Pretty much every premise of the case against IPO pops is false. Shares of all but the most staid firms do not have known, predictable economic values that highly trained professionals can predict ex ante. Further, share prices are autocorrelated, which is a fancy way of saying that if a stock trades for $100 today, it is more likely to trade above $100 three months from now than a stock that trades today for $50. There are lots of ways to interpret share price autocorrelation. Perhaps markets are efficient, so that a high price today is indicative of durable economic value. Perhaps markets are not so efficient, but investors nevertheless use yesterday’s price to determine the price at which shares will trade today.

Regardless of which story you believe, consider the situation of insiders and early investors in IPO firms. These investors face a “lock-up” period of three to six months after the IPO, during which they cannot sell. (This is intended as a kind of guarantee to new buyers that the shares are not total lemons.) If you hold a share of stock that you cannot sell for several months, you are better off, in a statistical sense, if the shares that you hold trade for $100 today than if they trade for $50 today. Sure, even after a pop, share prices could wither to worthlessness by the time the lock-up period ends. And sometimes that happens. But overall, if you are a preexisting investor in an IPO firm, the expected future value of your shares is substantially higher if your shares trade at $100 now than if they trade at $50.
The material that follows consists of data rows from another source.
//! Bearer-token guard for the protected routes.
//!
//! Every request under the guard needs `Authorization: Bearer <jwt>` whose
//! subject is a registered email; the resolved user lands in the request
//! extensions as an [`AuthContext`]. With `BENCHLOG_DEV_BYPASS_AUTH` on,
//! every request runs as `dev@local` instead.

use std::sync::Arc;

use axum::{
    extract::{FromRequestParts, Request, State},
    http::{header, request::Parts, HeaderMap},
    middleware::Next,
    response::{IntoResponse, Response},
};

use crate::auth::{bearer_token, validate_jwt_token, AuthConfig, AuthContext};
use crate::error::{ApiError, ApiResult};
use crate::services::user_service;
use crate::state::SharedStore;

/// State handed to [`auth_middleware`] through `from_fn_with_state`.
#[derive(Clone)]
pub struct AuthMiddlewareState {
    pub auth_config: Arc<AuthConfig>,
    pub store: SharedStore,
}

impl AuthMiddlewareState {
    pub fn new(auth_config: Arc<AuthConfig>, store: SharedStore) -> Self {
        Self { auth_config, store }
    }
}

/// Wraps [`ApiError`] so the guard can reject with the usual error body.
#[derive(Debug)]
pub struct AuthMiddlewareError(pub ApiError);

impl From<ApiError> for AuthMiddlewareError {
    fn from(err: ApiError) -> Self {
        Self(err)
    }
}

impl IntoResponse for AuthMiddlewareError {
    fn into_response(self) -> Response {
        self.0.into_response()
    }
}

async fn authenticate(state: &AuthMiddlewareState, headers: &HeaderMap) -> ApiResult<AuthContext> {
    if state.auth_config.dev_bypass_auth {
        let user = user_service::ensure_dev_user(state.store.as_ref()).await?;
        return Ok(AuthContext::from(&user));
    }

    let value = headers
        .get(header::AUTHORIZATION)
        .and_then(|h| h.to_str().ok())
        .ok_or_else(|| ApiError::unauthorized("Not authenticated"))?;
    let claims = validate_jwt_token(&state.auth_config, bearer_token(value)?)?;

    match state.store.user_by_email(&claims.sub).await? {
        Some(user) => Ok(AuthContext::from(&user)),
        None => Err(ApiError::unauthorized("User not found")),
    }
}

pub async fn auth_middleware(
    State(state): State<AuthMiddlewareState>,
    mut request: Request,
    next: Next,
) -> Result<Response, AuthMiddlewareError> {
    let context = authenticate(&state, request.headers()).await?;
    tracing::trace!(user_id = context.user_id, "Request authenticated");
    request.extensions_mut().insert(context);
    Ok(next.run(request).await)
}

/// The caller's [`AuthContext`]. Only valid behind [`auth_middleware`];
/// anywhere else it answers 500.
#[derive(Debug, Clone)]
pub struct AuthExtractor(pub AuthContext);

#[axum::async_trait]
impl<S> FromRequestParts<S> for AuthExtractor
where
    S: Send + Sync,
{
    type Rejection = AuthMiddlewareError;

    async fn from_request_parts(parts: &mut Parts, _state: &S) -> Result<Self, Self::Rejection> {
        match parts.extensions.get::<AuthContext>() {
            Some(context) => Ok(AuthExtractor(context.clone())),
            None => Err(ApiError::internal_error("Route is missing the auth guard").into()),
        }
    }
}

impl std::ops::Deref for AuthExtractor {
    type Target = AuthContext;

    fn deref(&self) -> &Self::Target {
        &self.0
    }
}

#[cfg(test)]
mod tests {
    use super::*;
    use crate::auth::{generate_jwt_token, hash_password, JwtSecret};
    use axum::{
        body::Body,
        http::{Request, StatusCode},
        middleware,
        routing::get,
        Router,
    };
    use benchlog_core::NewUser;
    use benchlog_storage::{InMemoryStore, UserStore};
    use tower::ServiceExt; // for `oneshot`

    fn test_auth_config() -> AuthConfig {
        AuthConfig {
            jwt_secret: JwtSecret::new("middleware-test-secret-0123456789abcdef".to_string())
                .expect("test secret should be valid"),
            ..AuthConfig::default()
        }
    }

    async fn store_with_user(email: &str) -> Result<SharedStore, String> {
        let store = InMemoryStore::new();
        store
            .user_create(NewUser {
                email: email.to_string(),
                name: "Tester".to_string(),
                password_hash: hash_password("pw"),
            })
            .await
            .map_err(|e| e.to_string())?;
        Ok(Arc::new(store))
    }

    async fn whoami(AuthExtractor(auth): AuthExtractor) -> String {
        format!("{}:{}", auth.user_id, auth.email)
    }

    fn test_app(config: AuthConfig, store: SharedStore) -> Router {
        let auth_state = AuthMiddlewareState::new(Arc::new(config), store);
        Router::new()
            .route("/protected", get(whoami))
            .layer(middleware::from_fn_with_state(auth_state, auth_middleware))
    }

    async fn body_string(response: Response) -> Result<String, String> {
        let bytes = axum::body::to_bytes(response.into_body(), usize::MAX)
            .await
            .map_err(|e| e.to_string())?;
        String::from_utf8(bytes.to_vec()).map_err(|e| e.to_string())
    }

    async fn send(app: Router, auth_header: Option<&str>) -> Result<Response, String> {
        let mut builder = Request::builder().uri("/protected");
        if let Some(value) = auth_header {
            builder = builder.header("authorization", value);
        }
        let request = builder.body(Body::empty()).map_err(|e| e.to_string())?;
        app.oneshot(request)
            .await
            .map_err(|e| format!("Request failed: {:?}", e))
    }

    #[tokio::test]
    async fn test_middleware_with_valid_jwt() -> Result<(), String> {
        let config = test_auth_config();
        let token = generate_jwt_token(&config, "ada@lab.org").map_err(|e| e.message)?;
        let app = test_app(config, store_with_user("ada@lab.org").await?);

        let response = send(app, Some(&format!("Bearer {}", token))).await?;
        assert_eq!(response.status(), StatusCode::OK);
        assert_eq!(body_string(response).await?, "1:ada@lab.org");
        Ok(())
    }

    #[tokio::test]
    async fn test_middleware_without_authentication() -> Result<(), String> {
        let app = test_app(test_auth_config(), store_with_user("ada@lab.org").await?);
        let response = send(app, None).await?;
        assert_eq!(response.status(), StatusCode::UNAUTHORIZED);
        Ok(())
    }

    #[tokio::test]
    async fn test_middleware_with_invalid_jwt() -> Result<(), String> {
        let app = test_app(test_auth_config(), store_with_user("ada@lab.org").await?);
        let response = send(app, Some("Bearer not.a.jwt")).await?;
        assert_eq!(response.status(), StatusCode::UNAUTHORIZED);
        Ok(())
    }

    #[tokio::test]
    async fn test_middleware_with_malformed_auth_header() -> Result<(), String> {
        let app = test_app(test_auth_config(), store_with_user("ada@lab.org").await?);
        let response = send(app, Some("Basic dXNlcjpwYXNz")).await?;
        assert_eq!(response.status(), StatusCode::UNAUTHORIZED);
        Ok(())
    }

    #[tokio::test]
    async fn test_middleware_with_unknown_user() -> Result<(), String> {
        let config = test_auth_config();
        let token = generate_jwt_token(&config, "ghost@lab.org").map_err(|e| e.message)?;
        let app = test_app(config, store_with_user("ada@lab.org").await?);

        let response = send(app, Some(&format!("Bearer {}", token))).await?;
        assert_eq!(response.status(), StatusCode::UNAUTHORIZED);
        assert!(body_string(response).await?.contains("User not found"));
        Ok(())
    }

    #[tokio::test]
    async fn test_dev_bypass_acts_as_dev_user() -> Result<(), String> {
        let config = AuthConfig {
            dev_bypass_auth: true,
            ..test_auth_config()
        };
        let store: SharedStore = Arc::new(InMemoryStore::new());
        let app = test_app(config, store.clone());

        let response = send(app.clone(), None).await?;
        assert_eq!(response.status(), StatusCode::OK);
        assert_eq!(body_string(response).await?, "1:dev@local");

        // Second request reuses the same account
        let response = send(app, None).await?;
        assert_eq!(body_string(response).await?, "1:dev@local");
        Ok(())
    }

    #[tokio::test]
    async fn test_auth_extractor_without_middleware() -> Result<(), String> {
        let app = Router::new().route("/unprotected", get(whoami));

        let request = Request::builder()
            .uri("/unprotected")
            .body(Body::empty())
            .map_err(|e| e.to_string())?;
        let response = app
            .oneshot(request)
            .await
            .map_err(|e| format!("Request failed: {:?}", e))?;

        assert_eq!(response.status(), StatusCode::INTERNAL_SERVER_ERROR);
        Ok(())
    }
}
//! Custom extractors.
//!
//! Both reject with the standard `{code, message, details}` body and a 400,
//! where axum's stock extractors would answer 422 or plain text.

mod json_body;
mod path_id;

pub use json_body::JsonBody;
pub use path_id::{PathId, PathIdError};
So, if you are an early investor in a firm now making its debut, an IPO pop is mixed news. On the one hand, discovering that the shares you continue to own are very valuable is good news. On the other hand, if it is true that you could have sold the shares that you did sell for this much higher price, you’ve been screwed. On balance, how should a rational shareholder evaluate these conflicting signals? Should she be glad or disappointed? Should she fire her shoddy investment bank or celebrate its success?

If you are sure that stock markets are completely efficient and so share prices are independent of all the schmoozing and marketing done by your underwriter, then you should be outraged. You would have learned the same good news had you gone with a different investment bank, and your underwriter, if it were more competent or less corrupt, could have set a higher price and made you a great deal more money. But if you think that the stuff investment banks do when they underwrite an IPO actually does affect the price at which shares eventually trade, you might not be so angry. You might consider the “money left on the table” to be part of the fee you pay in order to be made as rich as possible.

IPOs are not all alike. In the lingo, they are sometimes “financing events” and they are sometimes “pricing events”. When IPOs are financing events, insiders are selling substantial fractions of their firms, trying to to divest their holdings or raise large sums for corporate purposes. When they are “pricing events” insiders are selling a small fraction of their shares in order to gain various benefits that come with being a public firm. In a “financing event”, when insiders are selling a lot of stock, the money left on the table from an IPO pop might amount to a substantial fraction of total equity value, too much money to be treated as a transaction cost. But in a “pricing event”, the money left on the table in a pop — the “opportunity cost of issuance” — may not be so large.

A very good predictor of how much an IPO will pop is “overhang”, the ratio of shares retained by insiders to shares sold during an IPO. IPOs with high overhang — that is, IPOs where insiders are selling only a small fraction of the firm — are much more likely to pop than IPOs in which investors are selling a lot of their shares. (This is true even controlling for the absolute value of shares sold, so it is unlikely to be just an artifact of scarcity.) To my mind, the explanation for this regularity is simple. Investment banks behave differently for high overhang IPOs (“pricing events”) than for low overhang IPOs (“financing events”).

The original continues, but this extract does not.